Supplied material Start Marker

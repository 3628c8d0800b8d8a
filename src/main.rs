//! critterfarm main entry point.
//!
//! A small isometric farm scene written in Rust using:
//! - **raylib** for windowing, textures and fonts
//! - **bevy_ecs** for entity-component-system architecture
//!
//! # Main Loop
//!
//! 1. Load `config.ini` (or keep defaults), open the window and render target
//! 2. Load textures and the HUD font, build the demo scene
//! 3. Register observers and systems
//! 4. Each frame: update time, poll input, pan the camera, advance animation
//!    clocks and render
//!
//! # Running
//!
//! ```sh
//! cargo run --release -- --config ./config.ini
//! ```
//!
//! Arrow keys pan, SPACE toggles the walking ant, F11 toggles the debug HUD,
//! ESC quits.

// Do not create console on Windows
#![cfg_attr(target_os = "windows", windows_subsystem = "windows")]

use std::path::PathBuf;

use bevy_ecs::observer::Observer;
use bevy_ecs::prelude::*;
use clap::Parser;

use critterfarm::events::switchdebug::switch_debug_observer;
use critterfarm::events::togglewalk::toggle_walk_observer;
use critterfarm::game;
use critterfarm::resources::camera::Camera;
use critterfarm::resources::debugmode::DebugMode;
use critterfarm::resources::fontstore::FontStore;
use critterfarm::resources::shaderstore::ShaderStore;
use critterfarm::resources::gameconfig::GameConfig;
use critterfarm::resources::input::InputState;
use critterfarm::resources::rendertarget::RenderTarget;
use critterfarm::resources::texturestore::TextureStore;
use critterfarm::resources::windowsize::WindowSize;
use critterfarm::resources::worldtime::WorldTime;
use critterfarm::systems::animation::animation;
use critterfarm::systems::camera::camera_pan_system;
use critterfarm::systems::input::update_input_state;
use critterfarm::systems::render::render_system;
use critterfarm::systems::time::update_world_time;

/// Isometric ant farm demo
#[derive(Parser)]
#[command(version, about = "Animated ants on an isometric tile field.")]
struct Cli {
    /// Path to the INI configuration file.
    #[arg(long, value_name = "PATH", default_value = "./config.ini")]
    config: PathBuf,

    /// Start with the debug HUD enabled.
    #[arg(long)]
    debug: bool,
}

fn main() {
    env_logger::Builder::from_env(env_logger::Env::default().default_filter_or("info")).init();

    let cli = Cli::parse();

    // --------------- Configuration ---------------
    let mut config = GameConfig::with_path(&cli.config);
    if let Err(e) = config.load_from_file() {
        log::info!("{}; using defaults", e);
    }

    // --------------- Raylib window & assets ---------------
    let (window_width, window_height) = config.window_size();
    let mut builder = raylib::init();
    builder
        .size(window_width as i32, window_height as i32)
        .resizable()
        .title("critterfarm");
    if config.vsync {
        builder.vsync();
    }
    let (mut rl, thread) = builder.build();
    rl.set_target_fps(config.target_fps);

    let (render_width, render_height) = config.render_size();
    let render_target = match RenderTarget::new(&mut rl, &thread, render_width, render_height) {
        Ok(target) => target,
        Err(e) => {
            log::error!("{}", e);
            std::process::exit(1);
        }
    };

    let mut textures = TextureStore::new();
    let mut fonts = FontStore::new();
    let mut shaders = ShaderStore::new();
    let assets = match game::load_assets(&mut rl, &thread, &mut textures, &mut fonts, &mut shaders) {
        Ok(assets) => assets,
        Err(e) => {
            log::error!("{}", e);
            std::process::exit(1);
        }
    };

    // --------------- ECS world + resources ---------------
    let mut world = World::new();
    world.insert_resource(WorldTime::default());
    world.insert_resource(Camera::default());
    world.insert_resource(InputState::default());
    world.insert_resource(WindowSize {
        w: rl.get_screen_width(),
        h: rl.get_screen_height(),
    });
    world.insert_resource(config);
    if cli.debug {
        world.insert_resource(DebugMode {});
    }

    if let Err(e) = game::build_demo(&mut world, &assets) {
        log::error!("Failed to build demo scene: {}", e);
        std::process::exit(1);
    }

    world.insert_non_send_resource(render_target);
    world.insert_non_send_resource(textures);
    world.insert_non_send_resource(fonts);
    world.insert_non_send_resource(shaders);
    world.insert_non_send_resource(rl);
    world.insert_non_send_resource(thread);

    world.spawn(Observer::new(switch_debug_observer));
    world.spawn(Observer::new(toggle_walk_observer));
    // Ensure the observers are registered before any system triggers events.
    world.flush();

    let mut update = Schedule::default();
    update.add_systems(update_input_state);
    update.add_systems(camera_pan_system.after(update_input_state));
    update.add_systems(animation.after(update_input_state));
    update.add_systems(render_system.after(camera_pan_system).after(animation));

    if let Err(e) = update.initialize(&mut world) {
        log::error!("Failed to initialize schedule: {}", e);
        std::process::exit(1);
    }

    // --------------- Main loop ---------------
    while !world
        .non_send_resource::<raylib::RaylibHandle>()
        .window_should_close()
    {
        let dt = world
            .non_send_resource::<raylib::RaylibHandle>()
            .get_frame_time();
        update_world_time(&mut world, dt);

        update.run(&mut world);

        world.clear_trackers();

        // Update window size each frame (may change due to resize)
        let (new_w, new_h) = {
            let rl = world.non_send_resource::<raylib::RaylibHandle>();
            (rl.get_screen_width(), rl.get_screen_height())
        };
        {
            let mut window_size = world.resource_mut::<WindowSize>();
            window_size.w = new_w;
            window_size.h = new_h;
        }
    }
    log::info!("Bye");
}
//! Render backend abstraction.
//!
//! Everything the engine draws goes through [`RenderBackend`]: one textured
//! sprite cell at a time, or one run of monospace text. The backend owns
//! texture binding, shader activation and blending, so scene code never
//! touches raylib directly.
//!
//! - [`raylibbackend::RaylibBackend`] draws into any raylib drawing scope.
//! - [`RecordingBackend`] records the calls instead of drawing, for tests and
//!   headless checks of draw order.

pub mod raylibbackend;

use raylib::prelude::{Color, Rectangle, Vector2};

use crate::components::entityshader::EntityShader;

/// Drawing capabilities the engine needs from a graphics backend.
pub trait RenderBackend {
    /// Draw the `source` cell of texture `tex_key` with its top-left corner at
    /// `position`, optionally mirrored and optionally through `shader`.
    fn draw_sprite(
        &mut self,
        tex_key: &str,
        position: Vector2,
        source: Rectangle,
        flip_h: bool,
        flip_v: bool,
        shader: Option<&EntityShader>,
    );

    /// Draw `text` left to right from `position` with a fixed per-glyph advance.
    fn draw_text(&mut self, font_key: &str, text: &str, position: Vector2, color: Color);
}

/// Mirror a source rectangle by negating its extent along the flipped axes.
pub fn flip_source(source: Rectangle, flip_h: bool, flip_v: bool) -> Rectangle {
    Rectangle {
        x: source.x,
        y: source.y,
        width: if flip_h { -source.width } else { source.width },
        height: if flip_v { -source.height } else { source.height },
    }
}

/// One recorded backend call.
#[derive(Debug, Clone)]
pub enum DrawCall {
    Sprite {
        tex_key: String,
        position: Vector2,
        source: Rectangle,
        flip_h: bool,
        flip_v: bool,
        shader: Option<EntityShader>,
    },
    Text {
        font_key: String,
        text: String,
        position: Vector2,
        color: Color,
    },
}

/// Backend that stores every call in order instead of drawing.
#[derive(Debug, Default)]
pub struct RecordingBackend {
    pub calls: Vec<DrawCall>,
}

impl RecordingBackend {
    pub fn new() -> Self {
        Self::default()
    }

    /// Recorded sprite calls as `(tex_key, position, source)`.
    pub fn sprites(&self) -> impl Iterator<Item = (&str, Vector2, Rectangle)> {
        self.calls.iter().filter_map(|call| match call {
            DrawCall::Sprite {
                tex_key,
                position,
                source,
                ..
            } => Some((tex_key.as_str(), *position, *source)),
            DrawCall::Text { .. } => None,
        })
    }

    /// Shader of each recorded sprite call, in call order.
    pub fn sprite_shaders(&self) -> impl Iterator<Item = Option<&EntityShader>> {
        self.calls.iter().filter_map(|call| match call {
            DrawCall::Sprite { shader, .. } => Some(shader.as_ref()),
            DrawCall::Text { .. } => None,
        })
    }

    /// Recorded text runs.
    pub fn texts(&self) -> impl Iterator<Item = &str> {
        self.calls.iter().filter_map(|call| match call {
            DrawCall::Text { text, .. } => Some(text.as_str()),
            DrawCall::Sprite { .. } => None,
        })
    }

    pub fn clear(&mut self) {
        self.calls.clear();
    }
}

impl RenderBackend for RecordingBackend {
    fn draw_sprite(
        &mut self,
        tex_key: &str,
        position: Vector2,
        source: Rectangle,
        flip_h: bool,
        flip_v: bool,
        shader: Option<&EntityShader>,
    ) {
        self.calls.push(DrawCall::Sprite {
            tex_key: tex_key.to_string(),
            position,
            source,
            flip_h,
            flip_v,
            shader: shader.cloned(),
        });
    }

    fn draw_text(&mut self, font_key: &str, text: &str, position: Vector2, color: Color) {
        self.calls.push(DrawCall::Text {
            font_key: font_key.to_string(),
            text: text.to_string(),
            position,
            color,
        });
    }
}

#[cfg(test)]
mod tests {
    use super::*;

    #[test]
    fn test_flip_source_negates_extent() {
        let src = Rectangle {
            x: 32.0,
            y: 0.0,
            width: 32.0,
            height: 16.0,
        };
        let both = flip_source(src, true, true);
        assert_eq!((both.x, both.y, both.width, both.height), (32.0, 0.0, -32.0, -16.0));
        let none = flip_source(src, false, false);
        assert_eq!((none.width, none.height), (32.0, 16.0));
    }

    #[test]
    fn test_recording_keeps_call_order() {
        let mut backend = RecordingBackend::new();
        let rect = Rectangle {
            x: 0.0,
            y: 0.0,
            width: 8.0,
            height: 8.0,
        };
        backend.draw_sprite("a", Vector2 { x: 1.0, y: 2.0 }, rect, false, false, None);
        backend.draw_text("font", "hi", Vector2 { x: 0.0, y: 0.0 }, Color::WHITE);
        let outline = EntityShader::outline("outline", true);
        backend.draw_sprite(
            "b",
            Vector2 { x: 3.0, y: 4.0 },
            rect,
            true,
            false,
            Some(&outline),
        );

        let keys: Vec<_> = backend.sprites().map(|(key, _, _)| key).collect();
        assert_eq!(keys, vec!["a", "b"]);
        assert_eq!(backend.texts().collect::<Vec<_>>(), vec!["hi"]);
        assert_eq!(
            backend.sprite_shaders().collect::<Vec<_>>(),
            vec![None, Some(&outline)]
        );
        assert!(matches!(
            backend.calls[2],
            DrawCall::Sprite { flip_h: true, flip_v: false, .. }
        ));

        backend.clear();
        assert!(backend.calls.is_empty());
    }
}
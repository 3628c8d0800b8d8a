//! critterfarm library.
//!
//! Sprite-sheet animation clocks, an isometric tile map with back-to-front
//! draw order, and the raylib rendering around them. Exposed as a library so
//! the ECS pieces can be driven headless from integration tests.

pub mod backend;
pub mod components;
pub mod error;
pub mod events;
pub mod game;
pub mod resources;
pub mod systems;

Supplied material End Marker

■ **What you will do**: Looking back over the data above, restate word for word the lines that begin at the line with "keys pan, SPACE" and end at the line with "use critterfarm::events::switchdebug::switch_debug_observer;", inclusive.

■ **Reply to the task**:
//! Arrow keys pan, SPACE toggles the walking ant, F11 toggles the debug HUD,
//! ESC quits.

// Do not create console on Windows
#![cfg_attr(target_os = "windows", windows_subsystem = "windows")]

use std::path::PathBuf;

use bevy_ecs::observer::Observer;
use bevy_ecs::prelude::*;
use clap::Parser;

use critterfarm::events::switchdebug::switch_debug_observer;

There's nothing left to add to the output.